Below are some records. Return exactly the lines from the one with "repository 0a8d4aa28cd11053" to the one with "use crate::utils::truncate_chars;", and nothing else.
Segment Open
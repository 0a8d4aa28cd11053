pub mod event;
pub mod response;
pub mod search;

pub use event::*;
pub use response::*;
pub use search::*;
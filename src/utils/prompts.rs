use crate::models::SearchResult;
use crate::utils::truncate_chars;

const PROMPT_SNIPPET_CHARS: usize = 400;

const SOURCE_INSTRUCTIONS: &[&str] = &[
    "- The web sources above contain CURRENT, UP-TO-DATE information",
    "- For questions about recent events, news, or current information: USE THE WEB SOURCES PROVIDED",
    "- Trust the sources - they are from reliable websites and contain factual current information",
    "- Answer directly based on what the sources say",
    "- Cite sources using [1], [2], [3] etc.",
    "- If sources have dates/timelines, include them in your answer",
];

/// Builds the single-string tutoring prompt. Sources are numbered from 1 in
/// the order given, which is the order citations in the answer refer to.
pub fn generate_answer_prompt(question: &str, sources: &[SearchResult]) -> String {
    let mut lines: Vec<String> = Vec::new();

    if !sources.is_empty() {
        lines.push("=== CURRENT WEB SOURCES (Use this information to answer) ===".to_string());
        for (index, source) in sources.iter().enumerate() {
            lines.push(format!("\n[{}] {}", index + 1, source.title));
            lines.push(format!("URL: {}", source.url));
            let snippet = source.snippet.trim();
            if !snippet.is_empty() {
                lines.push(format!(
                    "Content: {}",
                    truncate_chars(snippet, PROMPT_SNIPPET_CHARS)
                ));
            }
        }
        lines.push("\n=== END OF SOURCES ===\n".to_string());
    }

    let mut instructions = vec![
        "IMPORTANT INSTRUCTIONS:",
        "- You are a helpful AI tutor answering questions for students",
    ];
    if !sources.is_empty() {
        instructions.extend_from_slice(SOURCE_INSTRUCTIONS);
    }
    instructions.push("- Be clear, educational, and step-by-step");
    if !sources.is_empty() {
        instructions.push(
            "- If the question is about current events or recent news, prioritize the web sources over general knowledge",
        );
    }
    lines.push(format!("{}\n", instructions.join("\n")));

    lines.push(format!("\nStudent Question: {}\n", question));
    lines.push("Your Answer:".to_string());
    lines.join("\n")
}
Segment Closed
Segment Open
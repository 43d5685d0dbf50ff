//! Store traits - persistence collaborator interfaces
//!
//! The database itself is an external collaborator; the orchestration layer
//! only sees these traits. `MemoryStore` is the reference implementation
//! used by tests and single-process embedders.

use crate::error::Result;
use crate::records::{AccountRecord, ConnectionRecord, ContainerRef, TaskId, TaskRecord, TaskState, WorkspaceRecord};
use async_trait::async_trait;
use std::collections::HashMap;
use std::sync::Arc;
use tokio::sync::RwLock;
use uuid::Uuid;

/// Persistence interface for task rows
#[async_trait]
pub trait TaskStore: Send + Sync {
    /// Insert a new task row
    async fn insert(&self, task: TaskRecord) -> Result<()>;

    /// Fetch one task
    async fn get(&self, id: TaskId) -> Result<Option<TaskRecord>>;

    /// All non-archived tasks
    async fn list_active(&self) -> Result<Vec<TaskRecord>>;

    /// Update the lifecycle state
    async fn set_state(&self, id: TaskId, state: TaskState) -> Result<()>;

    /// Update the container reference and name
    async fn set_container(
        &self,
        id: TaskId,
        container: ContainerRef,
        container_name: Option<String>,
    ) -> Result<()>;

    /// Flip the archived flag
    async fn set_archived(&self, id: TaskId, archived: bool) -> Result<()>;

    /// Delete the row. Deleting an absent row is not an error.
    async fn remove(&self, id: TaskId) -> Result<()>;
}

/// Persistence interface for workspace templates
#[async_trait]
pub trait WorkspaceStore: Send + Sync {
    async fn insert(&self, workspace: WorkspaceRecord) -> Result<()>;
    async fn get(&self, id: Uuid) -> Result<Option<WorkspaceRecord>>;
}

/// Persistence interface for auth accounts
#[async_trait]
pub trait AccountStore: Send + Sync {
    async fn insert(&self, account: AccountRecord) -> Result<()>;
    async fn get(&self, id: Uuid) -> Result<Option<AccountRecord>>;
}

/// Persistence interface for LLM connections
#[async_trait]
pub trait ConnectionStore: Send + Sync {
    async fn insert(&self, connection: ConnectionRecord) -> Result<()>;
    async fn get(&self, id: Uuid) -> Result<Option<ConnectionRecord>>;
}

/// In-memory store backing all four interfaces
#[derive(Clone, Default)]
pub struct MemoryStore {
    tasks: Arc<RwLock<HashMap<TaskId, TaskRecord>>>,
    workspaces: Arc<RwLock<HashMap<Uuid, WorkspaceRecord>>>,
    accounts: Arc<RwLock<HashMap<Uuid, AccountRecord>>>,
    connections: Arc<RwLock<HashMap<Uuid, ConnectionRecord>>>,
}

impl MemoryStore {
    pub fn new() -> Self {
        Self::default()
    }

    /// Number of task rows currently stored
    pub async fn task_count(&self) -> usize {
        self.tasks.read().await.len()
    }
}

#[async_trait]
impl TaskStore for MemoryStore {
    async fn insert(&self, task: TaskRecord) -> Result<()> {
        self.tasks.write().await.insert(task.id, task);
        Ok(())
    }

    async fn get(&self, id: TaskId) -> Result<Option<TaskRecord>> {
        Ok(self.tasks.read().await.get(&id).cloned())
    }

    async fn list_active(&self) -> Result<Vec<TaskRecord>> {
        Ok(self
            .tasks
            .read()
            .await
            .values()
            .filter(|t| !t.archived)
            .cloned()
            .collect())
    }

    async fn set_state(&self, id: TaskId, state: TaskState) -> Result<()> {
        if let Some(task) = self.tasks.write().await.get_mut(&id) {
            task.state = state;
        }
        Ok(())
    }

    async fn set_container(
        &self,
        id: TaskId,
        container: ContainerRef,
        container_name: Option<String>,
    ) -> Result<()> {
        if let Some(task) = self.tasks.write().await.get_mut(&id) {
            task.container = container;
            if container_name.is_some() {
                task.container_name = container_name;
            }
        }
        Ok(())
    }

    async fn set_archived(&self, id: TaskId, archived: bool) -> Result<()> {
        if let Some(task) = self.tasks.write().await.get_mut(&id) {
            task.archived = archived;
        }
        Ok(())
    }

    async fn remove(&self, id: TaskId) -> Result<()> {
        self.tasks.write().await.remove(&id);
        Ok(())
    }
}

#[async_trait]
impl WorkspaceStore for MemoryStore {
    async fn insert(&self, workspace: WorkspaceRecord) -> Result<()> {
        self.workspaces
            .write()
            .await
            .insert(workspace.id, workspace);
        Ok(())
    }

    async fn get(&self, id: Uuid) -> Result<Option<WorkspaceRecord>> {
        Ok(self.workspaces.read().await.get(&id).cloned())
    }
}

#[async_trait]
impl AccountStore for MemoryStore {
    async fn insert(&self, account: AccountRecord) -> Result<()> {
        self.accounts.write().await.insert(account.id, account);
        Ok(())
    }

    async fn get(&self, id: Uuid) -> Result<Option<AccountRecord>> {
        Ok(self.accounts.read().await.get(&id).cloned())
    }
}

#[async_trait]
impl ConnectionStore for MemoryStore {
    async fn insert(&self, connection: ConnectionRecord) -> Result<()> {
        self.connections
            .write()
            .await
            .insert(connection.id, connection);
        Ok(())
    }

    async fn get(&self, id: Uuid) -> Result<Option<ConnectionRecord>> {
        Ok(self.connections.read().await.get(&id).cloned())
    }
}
Segment Closed
**Your response**:
repository 0a8d4aa28cd11053
pub mod event;
pub mod response;
pub mod search;

pub use event::*;
pub use response::*;
pub use search::*;
filename src/utils/prompts.rs
use crate::models::SearchResult;
use crate::utils::truncate_chars;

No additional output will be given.